According to the NICE definition, long COVID-19 is characterised by symptoms that persist for more than 12 weeks and last for at least 2 months without any other evident causative pathology [3]. The most common symptoms of long COVID-19 include fatigue, dyspnoea, brain fog and post-exertional malaise [3]. Although SARS-CoV-2 can cause thromboembolic episodes during the acute phase of the infection and the development of recurrent venous thromboembolism after hospital discharge has also been described [4,5], pulmonary thromboembolism is not included in the definition of long COVID-19 [3].

While ground-glass opacities and mosaic pattern are the most common abnormalities on thoracic CT scans during the acute phase of the infection [6], reticulation and post-infection bronchiectasis are present three months following recovery [7]. The aforementioned imaging findings may be due to sustained alveolar damage and small airways disease (SAD) [6].

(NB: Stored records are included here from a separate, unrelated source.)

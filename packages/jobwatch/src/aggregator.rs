//! Concurrent fan-out over (source, keyword) fetch tasks.

use std::collections::HashSet;
use std::sync::Arc;

use futures::stream::{FuturesUnordered, StreamExt};
use tracing::{debug, error, info};

use crate::adapters::{SourceConfig, SourceRegistry};
use crate::error::{FetchError, ParseError};
use crate::traits::Fetcher;
use crate::types::JobPosting;

/// What one (source, keyword) task produced. Failure is data here: the merge
/// step logs it and moves on, it never cancels sibling tasks.
struct TaskReport {
    source: String,
    keyword: String,
    outcome: Result<Vec<JobPosting>, TaskFailure>,
}

#[derive(Debug, thiserror::Error)]
enum TaskFailure {
    #[error(transparent)]
    Fetch(#[from] FetchError),
    #[error(transparent)]
    Parse(#[from] ParseError),
}

/// Fans out one fetch+extract task per (source, keyword) and merges the
/// results with a run-scoped id dedup.
pub struct Aggregator {
    registry: SourceRegistry,
    fetcher: Arc<dyn Fetcher>,
}

impl Aggregator {
    pub fn new(registry: SourceRegistry, fetcher: Arc<dyn Fetcher>) -> Self {
        Self { registry, fetcher }
    }

    pub fn registry(&self) -> &SourceRegistry {
        &self.registry
    }

    /// Run every (source, keyword) task concurrently, wait for all of them,
    /// and merge in completion order. The first posting with a given id
    /// wins; later copies (the same job found under another keyword) are
    /// discarded. Never touches persistence and never fails the run.
    pub async fn aggregate(&self, keywords: &[String]) -> Vec<JobPosting> {
        let mut tasks = FuturesUnordered::new();
        for source in self.registry.sources() {
            for keyword in keywords {
                tasks.push(run_task(
                    Arc::clone(&self.fetcher),
                    source.clone(),
                    keyword.clone(),
                ));
            }
        }

        info!(
            tasks = tasks.len(),
            sources = self.registry.len(),
            keywords = keywords.len(),
            "aggregation fan-out"
        );

        let mut seen_ids: HashSet<String> = HashSet::new();
        let mut merged = Vec::new();
        while let Some(report) = tasks.next().await {
            match report.outcome {
                Ok(jobs) => {
                    debug!(
                        source = %report.source,
                        keyword = %report.keyword,
                        jobs = jobs.len(),
                        "task finished"
                    );
                    for job in jobs {
                        if seen_ids.insert(job.id.clone()) {
                            merged.push(job);
                        } else {
                            debug!(job_id = %job.id, "duplicate within run; first occurrence kept");
                        }
                    }
                }
                Err(failure) => {
                    error!(
                        source = %report.source,
                        keyword = %report.keyword,
                        error = %failure,
                        "task failed; contributes zero jobs"
                    );
                }
            }
        }

        info!(jobs = merged.len(), "aggregation merged");
        merged
    }
}

async fn run_task(fetcher: Arc<dyn Fetcher>, source: SourceConfig, keyword: String) -> TaskReport {
    let url = source.search_url(&keyword);
    let outcome = fetch_and_extract(fetcher.as_ref(), &source, &url).await;
    TaskReport {
        source: source.name,
        keyword,
        outcome,
    }
}

async fn fetch_and_extract(
    fetcher: &dyn Fetcher,
    source: &SourceConfig,
    url: &str,
) -> Result<Vec<JobPosting>, TaskFailure> {
    let payload = fetcher.fetch(url).await?;
    Ok(source.extract(&payload)?)
}

#[cfg(test)]
mod tests {
    use super::*;
    use crate::adapters::{ExtractionRule, StructuredRule};
    use crate::testing::MockFetcher;

    fn structured_source(name: &str, url_template: &str) -> SourceConfig {
        SourceConfig {
            name: name.to_string(),
            label: name.to_uppercase(),
            url_template: url_template.to_string(),
            rule: ExtractionRule::Structured(StructuredRule {
                skip: 0,
                id_field: "id".to_string(),
                title_field: "position".to_string(),
                company_field: "company".to_string(),
                link_field: "url".to_string(),
            }),
        }
    }

    fn payload(id: u32, title: &str) -> String {
        format!(r#"[{{"id": {id}, "position": "{title}", "url": "https://x/{id}"}}]"#)
    }

    #[tokio::test]
    async fn merges_jobs_from_all_sources() {
        let registry = SourceRegistry::new(vec![
            structured_source("alpha", "https://alpha.example/api?q={keyword}"),
            structured_source("beta", "https://beta.example/api?q={keyword}"),
        ])
        .unwrap();
        let fetcher = MockFetcher::new()
            .with_response("https://alpha.example/api?q=rust", payload(1, "Rust Engineer"))
            .with_response("https://beta.example/api?q=rust", payload(2, "Rust Developer"));

        let aggregator = Aggregator::new(registry, Arc::new(fetcher));
        let mut jobs = aggregator.aggregate(&["rust".to_string()]).await;
        jobs.sort_by(|a, b| a.id.cmp(&b.id));

        assert_eq!(jobs.len(), 2);
        assert_eq!(jobs[0].id, "alpha_1");
        assert_eq!(jobs[1].id, "beta_2");
    }

    #[tokio::test]
    async fn same_job_under_two_keywords_is_kept_once() {
        let registry = SourceRegistry::new(vec![structured_source(
            "alpha",
            "https://alpha.example/api?q={keyword}",
        )])
        .unwrap();
        let fetcher = MockFetcher::new()
            .with_response("https://alpha.example/api?q=go", payload(9, "Go Engineer"))
            .with_response("https://alpha.example/api?q=engineer", payload(9, "Go Engineer"));

        let aggregator = Aggregator::new(registry, Arc::new(fetcher.clone()));
        let jobs = aggregator
            .aggregate(&["go".to_string(), "engineer".to_string()])
            .await;

        assert_eq!(fetcher.fetch_call_count(), 2);
        assert_eq!(jobs.len(), 1);
        assert_eq!(jobs[0].id, "alpha_9");
    }

    #[tokio::test]
    async fn repeated_aggregation_never_duplicates_within_a_run() {
        let registry = SourceRegistry::new(vec![structured_source(
            "alpha",
            "https://alpha.example/api",
        )])
        .unwrap();
        // No placeholder in the template: both keyword tasks hit the same
        // URL and return the same posting.
        let fetcher = MockFetcher::new()
            .with_response("https://alpha.example/api", payload(5, "Data Engineer"));

        let aggregator = Aggregator::new(registry, Arc::new(fetcher));
        let jobs = aggregator
            .aggregate(&["data".to_string(), "engineer".to_string()])
            .await;

        assert_eq!(jobs.len(), 1);
    }

    #[tokio::test]
    async fn failing_task_does_not_abort_siblings() {
        let registry = SourceRegistry::new(vec![
            structured_source("alpha", "https://alpha.example/api?q={keyword}"),
            structured_source("beta", "https://beta.example/api?q={keyword}"),
        ])
        .unwrap();
        let fetcher = MockFetcher::new()
            .with_failure("https://alpha.example/api?q=rust")
            .with_response("https://beta.example/api?q=rust", payload(3, "Rust Engineer"));

        let aggregator = Aggregator::new(registry, Arc::new(fetcher));
        let jobs = aggregator.aggregate(&["rust".to_string()]).await;

        assert_eq!(jobs.len(), 1);
        assert_eq!(jobs[0].id, "beta_3");
    }

    #[tokio::test]
    async fn unparseable_payload_contributes_zero_jobs() {
        let registry = SourceRegistry::new(vec![
            structured_source("alpha", "https://alpha.example/api?q={keyword}"),
            structured_source("beta", "https://beta.example/api?q={keyword}"),
        ])
        .unwrap();
        let fetcher = MockFetcher::new()
            .with_response("https://alpha.example/api?q=rust", "<html>not json</html>".to_string())
            .with_response("https://beta.example/api?q=rust", payload(4, "Rust Engineer"));

        let aggregator = Aggregator::new(registry, Arc::new(fetcher));
        let jobs = aggregator.aggregate(&["rust".to_string()]).await;

        assert_eq!(jobs.len(), 1);
        assert_eq!(jobs[0].id, "beta_4");
    }

    #[tokio::test]
    async fn no_keywords_means_no_fetches() {
        let registry = SourceRegistry::new(vec![structured_source(
            "alpha",
            "https://alpha.example/api?q={keyword}",
        )])
        .unwrap();
        let fetcher = MockFetcher::new();

        let aggregator = Aggregator::new(registry, Arc::new(fetcher.clone()));
        let jobs = aggregator.aggregate(&[]).await;

        assert!(jobs.is_empty());
        assert_eq!(fetcher.fetch_call_count(), 0);
    }
}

Following SARS-CoV-2 infection, patients present with compromised respiratory function [7,8,9]. A significant number of patients have abnormal values in spirometry for more than 6 weeks after the initial diagnosis [10,11]. Moreover, reduced values of diffusing capacity may be identified for more than 12 months, being one of the most common respiratory function abnormalities following COVID-19 disease [6,7,12]. SARS-CoV-2 viral particles were found by electron microscopy to be deposited in the distal airway mucosal epithelia. This could lead to inflammation of the bronchioles, reduction in their luminal diameter and bronchiolar hyper-responsiveness. The formation of mucosal plugs and bronchial damage in the distal parts of the small airways may result in small airways disease [13]. The evaluation of small airways function is clinically important as it could explain the persistent dyspnoea that is related to decreased exercise capacity in COVID-19 survivors regardless of comorbidities, BMI, smoking status and time since the COVID-19 diagnosis [14].

A few studies assessing small airways function using impulse oscillometry (IOS) exist in this cohort of patients, reporting presence of small airways disease [13,14,15,16]. According to Po-Chun et al., the presence of small airways disease assessed by IOS is associated with static lung hyperinflation, which may be a potential mechanism for post-COVID-19 dyspnoea [17].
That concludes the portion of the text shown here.